• _What is being asked_
Only lines below containing the string "enum" should be counted; please give that count by itself.

• _Stored data_
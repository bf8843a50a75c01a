//! Error types for the droidloop domain.
//!
//! Uses `thiserror` for ergonomic error definitions.
//! Each collaborator of the control loop has its own error enum; the loop
//! decides which of them are recovered locally and which abort a step.

use thiserror::Error;

/// The top-level error type for all droidloop operations.
#[derive(Debug, Error)]
pub enum Error {
    // --- Observation errors ---
    #[error("Observation error: {0}")]
    Observation(#[from] ObservationError),

    // --- Decision errors ---
    #[error("Decision error: {0}")]
    Decision(#[from] DecisionError),

    // --- Validation errors ---
    #[error("Validation error: {0}")]
    Validation(#[from] ValidationError),

    // --- Execution errors ---
    #[error("Execution error: {0}")]
    Execution(#[from] ExecutionError),

    // --- Device errors ---
    #[error("Device error: {0}")]
    Device(#[from] DeviceError),

    // --- Configuration errors ---
    #[error("Configuration error: {message}")]
    Config { message: String },

    // --- Serialization ---
    #[error("Serialization error: {0}")]
    Serialization(#[from] serde_json::Error),

    // --- Generic ---
    #[error("Internal error: {0}")]
    Internal(String),
}

/// Result type alias using our Error.
pub type Result<T> = std::result::Result<T, Error>;

// --- Collaborator errors ---

/// Failures talking to the physical (or emulated) device.
#[derive(Debug, Clone, Error)]
pub enum DeviceError {
    #[error("No devices attached. Is the device connected with USB debugging enabled?")]
    NoDevices,

    #[error("Multiple devices attached: {0:?}. Pick one with --device or `device.serial`")]
    MultipleDevices(Vec<String>),

    #[error("Device command failed: {command}: {reason}")]
    CommandFailed { command: String, reason: String },

    #[error("Device command timed out: {command} after {timeout_secs}s")]
    Timeout { command: String, timeout_secs: u64 },

    #[error("Unexpected device output: {0}")]
    InvalidOutput(String),

    #[error("Key not supported by this device: {0}")]
    UnsupportedKey(String),

    #[error("App not installed: {0}")]
    AppNotFound(String),
}

/// Failures of the element-detection collaborator.
#[derive(Debug, Clone, Error)]
pub enum DetectionError {
    #[error("Detection request failed: {0}")]
    Request(String),

    #[error("Detection service returned status {status_code}: {message}")]
    Service { status_code: u16, message: String },

    #[error("Detection response could not be parsed: {0}")]
    Malformed(String),
}

/// Acquiring an observation failed (capture or detection).
#[derive(Debug, Clone, Error)]
pub enum ObservationError {
    #[error("Screen capture failed: {0}")]
    Capture(#[from] DeviceError),

    #[error("Element detection failed: {0}")]
    Detection(#[from] DetectionError),

    #[error("Observation timed out after {timeout_secs}s")]
    Timeout { timeout_secs: u64 },
}

/// The reasoning service call failed or returned an unusable structure.
#[derive(Debug, Clone, Error)]
pub enum DecisionError {
    #[error("API request failed: {message} (status: {status_code})")]
    ApiError { status_code: u16, message: String },

    #[error("Rate limited by provider, retry after {retry_after_secs}s")]
    RateLimited { retry_after_secs: u64 },

    #[error("Authentication failed: {0}")]
    AuthenticationFailed(String),

    #[error("Network error: {0}")]
    Network(String),

    #[error("Request timed out after {timeout_secs}s")]
    Timeout { timeout_secs: u64 },

    #[error("Unparsable response: {0}")]
    Malformed(String),

    #[error("Decision contained neither text nor tool invocations")]
    EmptyDecision,

    #[error("Provider not configured: {0}")]
    NotConfigured(String),
}

/// A well-formed invocation that violates the tool schema.
#[derive(Debug, Clone, PartialEq, Error)]
pub enum ValidationError {
    #[error("Unknown tool: {0}")]
    UnknownTool(String),

    #[error("Tool {tool} is not available in this session")]
    ToolUnavailable { tool: String },

    #[error("Invalid arguments for {tool}: {reason}")]
    InvalidArguments { tool: String, reason: String },

    #[error("Unsupported key: {0} (expected BACK, HOME or ENTER)")]
    UnsupportedKey(String),
}

/// A validated action that could not be carried out.
#[derive(Debug, Clone, Error)]
pub enum ExecutionError {
    #[error("Element ID {id} not found. Available IDs: {available:?}. Use tap(x, y) with coordinates instead")]
    UnknownElement { id: u32, available: Vec<u32> },

    #[error("Coordinate ({x}, {y}) is outside the {width}x{height} screen")]
    OutOfBounds { x: u32, y: u32, width: u32, height: u32 },

    #[error("Unsupported key: {0}")]
    UnsupportedKey(String),

    #[error("Device did not respond to {action} within {timeout_secs}s")]
    DeviceTimeout { action: String, timeout_secs: u64 },

    #[error("Device error: {0}")]
    Device(DeviceError),
}

impl From<DeviceError> for ExecutionError {
    fn from(err: DeviceError) -> Self {
        match err {
            DeviceError::UnsupportedKey(key) => Self::UnsupportedKey(key),
            DeviceError::Timeout {
                command,
                timeout_secs,
            } => Self::DeviceTimeout {
                action: command,
                timeout_secs,
            },
            other => Self::Device(other),
        }
    }
}

#[cfg(test)]
mod tests {
    use super::*;

    #[test]
    fn decision_error_displays_correctly() {
        let err = Error::Decision(DecisionError::ApiError {
            status_code: 529,
            message: "Overloaded".into(),
        });
        assert!(err.to_string().contains("529"));
        assert!(err.to_string().contains("Overloaded"));
    }

    #[test]
    fn unknown_element_lists_available_ids() {
        let err = ExecutionError::UnknownElement {
            id: 9,
            available: vec![1, 2, 3],
        };
        let text = err.to_string();
        assert!(text.contains("Element ID 9"));
        assert!(text.contains("[1, 2, 3]"));
    }

    #[test]
    fn device_timeout_maps_to_execution_timeout() {
        let err: ExecutionError = DeviceError::Timeout {
            command: "input tap".into(),
            timeout_secs: 30,
        }
        .into();
        assert!(matches!(err, ExecutionError::DeviceTimeout { timeout_secs: 30, .. }));
    }

    #[test]
    fn device_unsupported_key_maps_to_execution_unsupported_key() {
        let err: ExecutionError = DeviceError::UnsupportedKey("MENU".into()).into();
        assert!(matches!(err, ExecutionError::UnsupportedKey(ref k) if k == "MENU"));
    }

    #[test]
    fn observation_error_wraps_device_error() {
        let err: ObservationError = DeviceError::NoDevices.into();
        assert!(err.to_string().contains("Screen capture failed"));
    }
}
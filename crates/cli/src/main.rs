//! droidloop CLI, the main entry point.
//!
//! Commands:
//! - `play`       Run an automation session against a device
//! - `devices`    List attached devices
//! - `screenshot` Capture one frame and have the model describe it
//! - `tap`        Send a single tap, for calibrating coordinates
//! - `config`     Show the effective config or write a default one

use clap::{Parser, Subcommand};
use std::path::PathBuf;

mod commands;
mod logging;

#[derive(Parser)]
#[command(
    name = "droidloop",
    about = "droidloop: let a language model play Android games over adb",
    version,
    author
)]
struct Cli {
    #[command(subcommand)]
    command: Commands,

    /// Config file (default: ./droidloop.toml, then ~/.droidloop/config.toml)
    #[arg(short, long, global = true, env = "DROIDLOOP_CONFIG")]
    config: Option<PathBuf>,

    /// Enable verbose logging
    #[arg(short, long, global = true)]
    verbose: bool,
}

#[derive(Subcommand)]
enum Commands {
    /// Run a game-playing session
    Play(commands::play::PlayArgs),

    /// List attached devices
    Devices,

    /// Capture a single screenshot and describe it
    Screenshot(commands::screenshot::ScreenshotArgs),

    /// Tap the screen at pixel coordinates
    Tap {
        /// Horizontal pixel coordinate
        x: u32,
        /// Vertical pixel coordinate
        y: u32,
        /// adb serial of the device to use
        #[arg(short, long)]
        device: Option<String>,
    },

    /// Show the effective configuration
    Config {
        /// Write a default config file to ./droidloop.toml
        #[arg(long)]
        init: bool,
    },
}

#[tokio::main]
async fn main() -> Result<(), Box<dyn std::error::Error>> {
    let cli = Cli::parse();

    let config_path = cli.config.as_deref();

    // Initialize tracing; `play` also keeps a debug log next to its screenshots
    let session_dir = match &cli.command {
        Commands::Play(args) => commands::play::session_log_dir(config_path, args),
        _ => None,
    };
    let _log_guard = logging::init(cli.verbose, session_dir.as_deref())?;

    match cli.command {
        Commands::Play(args) => commands::play::run(config_path, args).await?,
        Commands::Devices => commands::devices::run(config_path).await?,
        Commands::Screenshot(args) => commands::screenshot::run(config_path, args).await?,
        Commands::Tap { x, y, device } => commands::tap::run(config_path, x, y, device).await?,
        Commands::Config { init } => {
            if init {
                commands::config_cmd::init(std::path::Path::new(droidloop_config::AppConfig::LOCAL_FILE))?
            } else {
                commands::config_cmd::show(config_path)?
            }
        }
    }

    Ok(())
}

• _Response to the exercise_
9